Sarah Gailey’s 2020 pulp Western novella Upright Women Wanted begins with the innocent voice of a young woman, her thoughts and impressions simple and direct — strangely lulling and almost normal — until you begin to realize there’s something dark and insidious lurking behind every naive statement and desperate hope.

Esther is on the run from circumstances in her town: her best friend is devastatingly dead, hanged for harboring “unapproved materials”; she herself is betrothed to an “important man” she doesn’t love. She stows away with a passel of “Librarians” tasked with distributing state-approved materials to disparate and far flung post-apocalyptic outposts across what was the American West. She’s under the impression that if she can be an upright woman, a Librarian, she can evade the future of woe and damnation she’s been convinced is in store for her. After all, girls who are different, outspoken, independent, and certainly not interested in the home, children, or men, are destined to bring misfortune upon themselves, their families, and communities.

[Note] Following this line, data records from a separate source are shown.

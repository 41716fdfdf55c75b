//! # Model Inventory Types
//!
//! `ModelInfo` is one backend's raw view of one model, as produced by a
//! backend profile's response parser. `UnifiedModel` is the aggregated,
//! per-provider-type canonical record the unifier maintains and the
//! `/olla/models` handler serialises.

use chrono::{DateTime, Utc};
use serde::{Deserialize, Serialize};
use std::collections::{BTreeSet, HashMap};

/// Free-form provider-native metadata a parser could not normalise into a
/// dedicated `ModelInfo` field (context length, quantisation, family, ...).
pub type ModelDetails = HashMap<String, serde_json::Value>;

/// One backend's view of one model. Immutable once produced by a parser.
#[derive(Debug, Clone, Serialize, Deserialize)]
pub struct ModelInfo {
    /// Backend-native model name, e.g. `"llama3:8b"`.
    pub name: String,
    /// Content digest, when the backend reports one (Ollama does; generic
    /// OpenAI-compatible listings usually do not).
    pub digest: Option<String>,
    /// Size in bytes, when reported.
    pub size: Option<u64>,
    pub last_seen: DateTime<Utc>,
    pub details: ModelDetails,
}

impl ModelInfo {
    pub fn new(name: impl Into<String>) -> Self {
        Self {
            name: name.into(),
            digest: None,
            size: None,
            last_seen: Utc::now(),
            details: ModelDetails::new(),
        }
    }
}

/// Per-endpoint availability of a `UnifiedModel`.
#[derive(Debug, Clone, Copy, PartialEq, Eq, Serialize, Deserialize)]
#[serde(rename_all = "snake_case")]
pub enum ModelState {
    /// Currently loaded in the backend's memory and ready to serve.
    Loaded,
    /// Known to the backend but not necessarily resident (e.g. on disk).
    Available,
    /// The endpoint that reported this model is no longer routable.
    Offline,
}

/// One endpoint's relationship to a `UnifiedModel`.
#[derive(Debug, Clone, Serialize, Deserialize)]
pub struct ModelEndpointRef {
    pub endpoint_url: String,
    pub state: ModelState,
}

/// The aggregated, per-provider-type canonical record for a model.
#[derive(Debug, Clone, Serialize, Deserialize)]
pub struct UnifiedModel {
    /// Canonical id, usually the normalised form of the first-seen name.
    pub id: String,
    pub family: Option<String>,
    pub variant: Option<String>,
    pub parameter_size: Option<String>,
    pub quantisation: Option<String>,
    pub format: Option<String>,
    pub max_context_length: Option<u64>,
    /// Backend-native names known to refer to this model.
    pub aliases: BTreeSet<String>,
    /// Digests seen for this model (normally one, but tracked as a set so a
    /// digest conflict can be detected rather than silently overwritten).
    pub digests: BTreeSet<String>,
    pub endpoints: Vec<ModelEndpointRef>,
    pub capabilities: BTreeSet<String>,
}

impl UnifiedModel {
    pub fn new(id: impl Into<String>) -> Self {
        Self {
            id: id.into(),
            family: None,
            variant: None,
            parameter_size: None,
            quantisation: None,
            format: None,
            max_context_length: None,
            aliases: BTreeSet::new(),
            digests: BTreeSet::new(),
            endpoints: Vec::new(),
            capabilities: BTreeSet::new(),
        }
    }

    /// `Loaded` if any endpoint is Loaded; else `Available` if any endpoint
    /// is Available; else `Offline`.
    pub fn aggregate_state(&self) -> ModelState {
        if self.endpoints.iter().any(|e| e.state == ModelState::Loaded) {
            ModelState::Loaded
        } else if self
            .endpoints
            .iter()
            .any(|e| e.state == ModelState::Available)
        {
            ModelState::Available
        } else {
            ModelState::Offline
        }
    }

    /// Add or update an endpoint's entry; never produces a duplicate.
    pub fn upsert_endpoint(&mut self, url: &str, state: ModelState) {
        if let Some(existing) = self.endpoints.iter_mut().find(|e| e.endpoint_url == url) {
            existing.state = state;
        } else {
            self.endpoints.push(ModelEndpointRef {
                endpoint_url: url.to_string(),
                state,
            });
        }
    }

    pub fn remove_endpoint(&mut self, url: &str) {
        self.endpoints.retain(|e| e.endpoint_url != url);
    }

    pub fn is_reachable(&self) -> bool {
        !self.endpoints.is_empty()
    }
}

#[cfg(test)]
mod tests {
    use super::*;

    #[test]
    fn upsert_endpoint_never_duplicates() {
        let mut m = UnifiedModel::new("llama3:8b");
        m.upsert_endpoint("http://a", ModelState::Loaded);
        m.upsert_endpoint("http://a", ModelState::Available);
        assert_eq!(m.endpoints.len(), 1);
        assert_eq!(m.endpoints[0].state, ModelState::Available);
    }

    #[test]
    fn aggregate_state_prefers_loaded_over_available() {
        let mut m = UnifiedModel::new("llama3:8b");
        m.upsert_endpoint("http://a", ModelState::Available);
        m.upsert_endpoint("http://b", ModelState::Loaded);
        assert_eq!(m.aggregate_state(), ModelState::Loaded);
    }

    #[test]
    fn aggregate_state_offline_when_no_endpoints() {
        let m = UnifiedModel::new("llama3:8b");
        assert_eq!(m.aggregate_state(), ModelState::Offline);
        assert!(!m.is_reachable());
    }
}
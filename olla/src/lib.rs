//! # Olla
//!
//! A reverse proxy specialised for routing inference requests across
//! Ollama, LM Studio, vLLM, and OpenAI-compatible backends. This crate is
//! the HTTP surface: it loads configuration, assembles `olla-core`'s
//! registry/unifier/proxy-engine into an `axum::Router`, and maps
//! `olla-core` errors onto HTTP responses.
//!
//! ## Layout
//!
//! - [`config`] — TOML configuration loading, env overrides, validation
//! - [`server`] — `AppState` and router/background-task assembly
//! - [`handlers`] — the proxy passthrough, model listing, and `/internal/*` routes
//! - [`middleware`] — access logging
//! - [`gateway_error`] — `olla-core` errors mapped onto HTTP responses
//! - [`error_handling`] — shared error-context/retry helpers used at startup
//! - [`request_context`] — per-request identity and timing

pub mod config;
pub mod error_handling;
pub mod gateway_error;
pub mod handlers;
pub mod middleware;
pub mod request_context;
pub mod server;

pub use server::create_server;

#[cfg(test)]
mod tests {
    use super::*;
    use crate::config::Config;
    use axum::http::StatusCode;
    use axum_test::TestServer;

    fn empty_config() -> Config {
        let mut config = Config::default();
        config.server.port = 0;
        config
    }

    #[tokio::test]
    async fn health_check_never_touches_the_registry() {
        let app = create_server(empty_config()).await.unwrap();
        let server = TestServer::new(app).unwrap();
        let response = server.get("/internal/health").await;
        assert_eq!(response.status_code(), StatusCode::OK);
        let body = response.json::<serde_json::Value>();
        assert_eq!(body["status"], "healthy");
    }

    #[tokio::test]
    async fn status_reports_zero_endpoints_for_an_empty_config() {
        let app = create_server(empty_config()).await.unwrap();
        let server = TestServer::new(app).unwrap();
        let response = server.get("/internal/status").await;
        assert_eq!(response.status_code(), StatusCode::OK);
        let body = response.json::<serde_json::Value>();
        assert_eq!(body["endpoints_total"], 0);
    }

    #[tokio::test]
    async fn proxying_with_no_configured_endpoints_is_service_unavailable() {
        let app = create_server(empty_config()).await.unwrap();
        let server = TestServer::new(app).unwrap();
        let response = server.post("/olla/ollama/api/generate").json(&serde_json::json!({})).await;
        assert_eq!(response.status_code(), StatusCode::SERVICE_UNAVAILABLE);
    }
}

Yes, it’s a grittier Handmaid’s Tale, but with a pleasingly subversive twist. Those “upright women” doing the work of the state are in fact in relationships with one another, smuggling goods for the resistance, and are in no way timid or frightened by state dominance. They’re competent, fighting women. Esther, soon discovering that she’s not a shame, not an abomination, blossoms in their company — which is not gentle and ministering, but true and real. Their honesty is a heady counterpoint to the saccharine but terrifying stories from the approved materials on which Esther has been raised.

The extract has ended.